#### [PROBLEM]
Lines holding the word "CleanupSettings" in the material below: count them and write the number alone.

#### [TASK MATERIAL]
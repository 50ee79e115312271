//! Host-level settings.
//!
//! Settings describe the Proxmox host rather than the job: where root
//! filesystems live, which bridge to attach, how long to wait. They load from
//! an optional TOML file; every key has a default.

use std::fs;
use std::path::{Path, PathBuf};
use std::time::Duration;

use serde::{Deserialize, Serialize};
use tracing::debug;

use crate::error::{OrchestratorError, OrchestratorResult};

/// Settings file consulted when no path is given explicitly.
pub const DEFAULT_SETTINGS_PATH: &str = "/etc/lxc-runner/config.toml";

/// Provisioning script looked up next to the binary when not configured.
pub const PROVISION_SCRIPT_NAME: &str = "provisioning.sh";

/// All settings.
#[derive(Debug, Clone, Default, PartialEq, Serialize, Deserialize)]
#[serde(default)]
pub struct Settings {
    pub container: ContainerSettings,
    pub readiness: ReadinessSettings,
    pub stages: StageSettings,
    pub tools: ToolSettings,
    pub cleanup: CleanupSettings,
}

/// Defaults applied to every container this host creates.
#[derive(Debug, Clone, PartialEq, Serialize, Deserialize)]
#[serde(default)]
pub struct ContainerSettings {
    /// Storage holding container root filesystems
    pub rootfs_storage: String,
    /// Value of `--net0`
    pub network: String,
    pub hostname_prefix: String,
    /// Substring identifying containers created by this runner
    pub name_marker: String,
    pub default_image: String,
    pub default_storage: String,
    pub disk_gb: u32,
    pub timezone: String,
    pub nesting: bool,
    pub unprivileged: bool,
}

impl Default for ContainerSettings {
    fn default() -> Self {
        Self {
            rootfs_storage: "local-zfs".to_string(),
            network: "name=eth0,bridge=vmbr0,ip=dhcp".to_string(),
            hostname_prefix: "lxc-runner-".to_string(),
            name_marker: "lxc-runner".to_string(),
            default_image: "ubuntu-22.04-standard_22.04-1_amd64.tar.zst".to_string(),
            default_storage: "local".to_string(),
            disk_gb: 10,
            timezone: "host".to_string(),
            nesting: true,
            unprivileged: true,
        }
    }
}

#[derive(Debug, Clone, PartialEq, Serialize, Deserialize)]
#[serde(default)]
pub struct ReadinessSettings {
    /// systemd target that signals a booted container
    pub target: String,
    /// Number of checks before giving up
    pub timeout_secs: u32,
    pub interval_ms: u64,
    /// Deadline for a single check
    pub check_timeout_secs: u64,
    /// Abort `prepare` when the target never becomes active
    pub fail_on_timeout: bool,
}

impl Default for ReadinessSettings {
    fn default() -> Self {
        Self {
            target: "multi-user.target".to_string(),
            timeout_secs: 60,
            interval_ms: 1000,
            check_timeout_secs: 10,
            fail_on_timeout: true,
        }
    }
}

impl ReadinessSettings {
    pub fn interval(&self) -> Duration {
        Duration::from_millis(self.interval_ms)
    }

    pub fn check_timeout(&self) -> Duration {
        Duration::from_secs(self.check_timeout_secs)
    }
}

#[derive(Debug, Clone, PartialEq, Serialize, Deserialize)]
#[serde(default)]
pub struct StageSettings {
    /// Directory inside the container that holds stage scripts
    pub directory: String,
    pub provision_script: Option<PathBuf>,
}

impl Default for StageSettings {
    fn default() -> Self {
        Self {
            directory: "/usr/local/bin".to_string(),
            provision_script: None,
        }
    }
}

impl StageSettings {
    /// Configured provisioning script, or `provisioning.sh` next to the binary.
    pub fn provision_script(&self) -> OrchestratorResult<PathBuf> {
        if let Some(path) = &self.provision_script {
            return Ok(path.clone());
        }
        let exe = std::env::current_exe().map_err(|e| {
            OrchestratorError::InvalidConfig(format!("cannot locate own executable: {}", e))
        })?;
        let dir = exe.parent().ok_or_else(|| {
            OrchestratorError::InvalidConfig(format!("{} has no parent directory", exe.display()))
        })?;
        Ok(dir.join(PROVISION_SCRIPT_NAME))
    }
}

#[derive(Debug, Clone, PartialEq, Serialize, Deserialize)]
#[serde(default)]
pub struct ToolSettings {
    /// Deadline for `pct`/`pveam` commands (0 = none)
    pub command_timeout_secs: u64,
    /// Deadline for `pct exec` (0 = none)
    pub exec_timeout_secs: u64,
}

impl Default for ToolSettings {
    fn default() -> Self {
        Self {
            command_timeout_secs: 300,
            exec_timeout_secs: 0,
        }
    }
}

impl ToolSettings {
    pub fn command_timeout(&self) -> Option<Duration> {
        non_zero_secs(self.command_timeout_secs)
    }

    pub fn exec_timeout(&self) -> Option<Duration> {
        non_zero_secs(self.exec_timeout_secs)
    }
}

fn non_zero_secs(secs: u64) -> Option<Duration> {
    (secs > 0).then(|| Duration::from_secs(secs))
}

#[derive(Debug, Clone, PartialEq, Serialize, Deserialize)]
#[serde(default)]
pub struct CleanupSettings {
    /// Extra attempts for `pct destroy` after a failure
    pub destroy_retries: u32,
    pub retry_delay_ms: u64,
}

impl Default for CleanupSettings {
    fn default() -> Self {
        Self {
            destroy_retries: 0,
            retry_delay_ms: 2000,
        }
    }
}

impl Settings {
    /// Parse settings from TOML text.
    pub fn from_toml(content: &str, origin: &Path) -> OrchestratorResult<Self> {
        toml::from_str(content).map_err(|e| OrchestratorError::Settings {
            path: origin.to_path_buf(),
            message: e.to_string(),
        })
    }

    /// Read settings from a file.
    pub fn from_file(path: &Path) -> OrchestratorResult<Self> {
        debug!("Reading settings from {:?}", path);
        let content = fs::read_to_string(path).map_err(|e| OrchestratorError::Settings {
            path: path.to_path_buf(),
            message: e.to_string(),
        })?;
        Self::from_toml(&content, path)
    }

    /// Load from `path` if given, else from the default location when it
    /// exists, else fall back to built-in defaults.
    pub fn load(path: Option<&Path>) -> OrchestratorResult<Self> {
        match path {
            Some(path) => Self::from_file(path),
            None => {
                let default = Path::new(DEFAULT_SETTINGS_PATH);
                if default.is_file() {
                    Self::from_file(default)
                } else {
                    debug!("No settings file found, using defaults");
                    Ok(Self::default())
                }
            }
        }
    }
}
//! Prepare command - Build the job container.

use anyhow::{Context as _, Result};
use clap::Args;
use tracing::info;

use lxr_core::{ConfigResolver, Orchestrator, PrepareFlags, PrepareOptions};

use super::Context;

#[derive(Args, Debug)]
pub struct PrepareArgs {
    /// Proxmox storage holding the template
    #[arg(long)]
    storage: Option<String>,

    /// Container template to use
    #[arg(long)]
    image: Option<String>,

    /// Ignore the job's image and storage variables
    #[arg(long)]
    no_image_env: bool,

    /// Number of CPU cores
    #[arg(long)]
    cores: Option<u32>,

    /// Memory in MB
    #[arg(long)]
    memory: Option<u32>,

    /// Root disk size in GB
    #[arg(long)]
    disk: Option<u32>,

    /// Prefix for the container hostname
    #[arg(long)]
    hostname_prefix: Option<String>,

    /// Root password inside the container
    #[arg(long)]
    password: Option<String>,

    /// Readiness checks before giving up (one per interval)
    #[arg(long)]
    timeout: Option<u32>,
}

impl PrepareArgs {
    fn flags(&self, id: Option<u32>) -> PrepareFlags {
        PrepareFlags {
            id,
            storage: self.storage.clone(),
            image: self.image.clone(),
            no_image_env: self.no_image_env,
            cores: self.cores,
            memory_mb: self.memory,
            disk_gb: self.disk,
            hostname_prefix: self.hostname_prefix.clone(),
            password: self.password.clone(),
        }
    }
}

pub async fn execute(args: PrepareArgs, ctx: &Context) -> Result<()> {
    let spec = ConfigResolver::new(&ctx.settings.container).resolve(&args.flags(ctx.id), &ctx.env)?;
    let options = PrepareOptions {
        provision_script: ctx.settings.stages.provision_script()?,
        readiness_timeout: args.timeout.unwrap_or(ctx.settings.readiness.timeout_secs),
        fail_on_readiness_timeout: ctx.settings.readiness.fail_on_timeout,
    };

    let report = Orchestrator::new(ctx.tools.clone(), &ctx.settings)
        .prepare(&spec, &options)
        .await
        .with_context(|| format!("prepare failed for container {}", spec.id))?;

    info!(
        "Container {} ({}) prepared from {}",
        report.id, spec.hostname, report.image.image
    );
    Ok(())
}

#### [RESULT OF THE EXERCISE]
3